2.3 LIBERDADE DE EXPRESSÃO: A VOZ NA DEMOCRACIA

À luz das compreensões até agora apresentadas, percebe-se que além da livre expressão e o direito à comunicação serem direitos pessoais individuais, relacionados ao desenvolvimento do ser, também são elementos estruturantes da sociedade e da democracia, na medida em que a sociedade somente poderá ser democrática se permitir e propiciar a livre circulação de ideias e

o debate público. Segundo Adriana Jiménez Ulloa (2010), a liberdade de expressão se realiza na democracia, enquanto ali encontra o seu espaço de manifestação, assim como é a partir da liberdade de expressão que se constrói a democracia na medida que seu alicerce tem por base a manifestação da opinião pública. Assim, liberdade de expressão e democracia são elementos que se retroalimentam, tanto que Bobbio (2006, p.22) afirma que por “regime democrático entende-se primariamente um conjunto de regras de procedimento para a formação de decisões coletivas, em que está prevista e facilitada a participação mais ampla dos interessados”.

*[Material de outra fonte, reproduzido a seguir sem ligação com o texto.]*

//! Narrow automation surface of the drawing application.
//!
//! The batch converter only talks to the application through these traits.
//! A backend bridges them to whatever mechanism actually drives the program.

mod command;

pub use command::{CommandApp, CommandLauncher};

use crate::error::AutomationError;
use std::path::Path;

/// Result of a call into the application.
pub type AutomationResult<T> = std::result::Result<T, AutomationError>;

/// Handle to a drawing opened in the application.
#[derive(Debug, Clone, Copy, PartialEq, Eq, Hash)]
pub struct DocumentId(pub u64);

/// Starts application instances.
pub trait AppLauncher {
    /// Start a new instance registered under `prog_id`.
    fn launch(&mut self, prog_id: &str) -> AutomationResult<Box<dyn DrawingApp>>;
}

/// A running application instance, exclusively owned by the caller.
pub trait DrawingApp {
    /// Show or hide the main window.
    fn set_visible(&mut self, visible: bool) -> AutomationResult<()>;

    /// Close the document that is active right after start-up.
    fn close_active_document(&mut self, save_changes: bool) -> AutomationResult<()>;

    /// Open a drawing.
    fn open_document(&mut self, path: &Path, read_only: bool) -> AutomationResult<DocumentId>;

    /// Plot an open drawing to `output` with the named plot configuration.
    fn plot_to_file(
        &mut self,
        doc: DocumentId,
        output: &Path,
        profile: &str,
    ) -> AutomationResult<()>;

    /// Close an open drawing.
    fn close_document(&mut self, doc: DocumentId, save_changes: bool) -> AutomationResult<()>;

    /// Terminate the instance.
    fn quit(self: Box<Self>) -> AutomationResult<()>;
}
//! Batch conversion: start the application, plot every drawing, shut down.

use crate::automation::{AppLauncher, AutomationResult, DrawingApp};
use crate::config::Config;
use crate::error::{BatchError, Result};
use crate::report::{BatchReport, FileReport, FileStatus};
use crate::retry::{RetryError, RetryPolicy};
use crate::scan;
use std::path::{Path, PathBuf};
use tracing::{debug, error, info, warn};

/// Drives one application instance through a list of drawings.
///
/// Busy rejections are retried at the scope where they happen: while starting
/// the application the whole session is restarted on a fresh instance, while
/// processing a drawing only that drawing is retried. Any other error during
/// start-up aborts the run; any other error on a drawing abandons that drawing
/// and moves on to the next one.
pub struct BatchConverter<L> {
    launcher: L,
    policy: RetryPolicy,
    prog_id: String,
    plot_profile: String,
}

impl<L: AppLauncher> BatchConverter<L> {
    pub fn new(launcher: L, config: &Config) -> Self {
        Self {
            launcher,
            policy: config.retry_policy(),
            prog_id: config.prog_id.clone(),
            plot_profile: config.plot_profile.clone(),
        }
    }

    /// Override the retry policy.
    pub fn with_policy(mut self, policy: RetryPolicy) -> Self {
        self.policy = policy;
        self
    }

    /// Enumerate `dir` and convert every drawing found.
    ///
    /// Nothing is launched when the folder is missing or holds no drawings.
    pub fn run(&mut self, dir: &Path, extension: &str) -> Result<BatchReport> {
        let files = scan::find_drawings(dir, extension)?;
        info!("Found {} drawing(s) in {}", files.len(), dir.display());
        self.convert(&files)
    }

    /// Convert the given drawings, in order.
    pub fn convert(&mut self, files: &[PathBuf]) -> Result<BatchReport> {
        let policy = self.policy;
        let retried = policy.run("initializing the application", |attempt| {
            debug!("Session attempt {}", attempt);
            self.session(files)
        });

        match retried.outcome {
            Ok(files) => Ok(BatchReport {
                init_attempts: retried.attempts,
                files,
            }),
            Err(RetryError::Exhausted(last)) => Err(BatchError::InitRetriesExhausted {
                attempts: retried.attempts,
                last,
            }),
            Err(RetryError::Permanent(err)) => {
                error!("Error initializing the application: {}", err);
                Err(BatchError::Fatal(err))
            }
        }
    }

    /// One application instance from launch to quit.
    fn session(&mut self, files: &[PathBuf]) -> AutomationResult<Vec<FileReport>> {
        info!("Starting {}...", self.prog_id);
        let mut app = self.launcher.launch(&self.prog_id)?;
        app.set_visible(false)?;
        app.close_active_document(false)?;

        let mut reports = Vec::with_capacity(files.len());
        for input in files {
            reports.push(self.convert_file(app.as_mut(), input));
        }

        app.quit()?;
        info!("Finished publishing all drawings.");
        Ok(reports)
    }

    fn convert_file(&self, app: &mut dyn DrawingApp, input: &Path) -> FileReport {
        let output = scan::output_path(input);
        let what = format!("processing {}", input.display());

        let retried = self.policy.run(&what, |_| {
            plot_drawing(&mut *app, input, &output, &self.plot_profile)
        });

        let status = match retried.outcome {
            Ok(()) => FileStatus::Converted,
            Err(RetryError::Exhausted(err)) => {
                warn!(
                    "Giving up on {} after {} attempt(s)",
                    input.display(),
                    retried.attempts
                );
                FileStatus::RetriesExhausted {
                    reason: err.to_string(),
                }
            }
            Err(RetryError::Permanent(err)) => {
                error!("Error processing {}: {}", input.display(), err);
                FileStatus::Abandoned {
                    reason: err.to_string(),
                }
            }
        };

        FileReport {
            input: input.to_path_buf(),
            output,
            attempts: retried.attempts,
            status,
        }
    }
}

/// Open, plot and close one drawing.
///
/// A drawing that fails to plot is closed without saving before the error is
/// returned.
fn plot_drawing(
    app: &mut dyn DrawingApp,
    input: &Path,
    output: &Path,
    profile: &str,
) -> AutomationResult<()> {
    info!("Opening {}...", input.display());
    let doc = app.open_document(input, false)?;

    info!("Publishing {}...", output.display());
    if let Err(err) = app.plot_to_file(doc, output, profile) {
        if let Err(close_err) = app.close_document(doc, false) {
            debug!("Closing {} after failed plot: {}", input.display(), close_err);
        }
        return Err(err);
    }

    info!("Closing {}...", input.display());
    app.close_document(doc, false)
}

/// List what a run would produce without starting the application.
pub fn plan(files: &[PathBuf]) -> BatchReport {
    let files = files
        .iter()
        .map(|input| {
            let output = scan::output_path(input);
            info!("{} -> {}", input.display(), output.display());
            FileReport {
                input: input.clone(),
                output,
                attempts: 0,
                status: FileStatus::Planned,
            }
        })
        .collect();

    BatchReport {
        init_attempts: 0,
        files,
    }
}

Por esta razão, a liberdade de expressão – que tem sua manifestação na comunicação, seja ela falada, visual, sentida, como a partir de agora resta implícita nas demais considerações expostas – é imprescindível na medida em que fomenta discussão de ideias e opiniões, condição indispensável para que haja a construção de espaço onde os cidadãos possam debater e desenvolver argumentos sobre questões da vida comum, amalgamando uma opinião crítica e fundamentada sobre os assuntos de interesse geral, estabelecendo, assim, o debate público, elementos básico da democracia.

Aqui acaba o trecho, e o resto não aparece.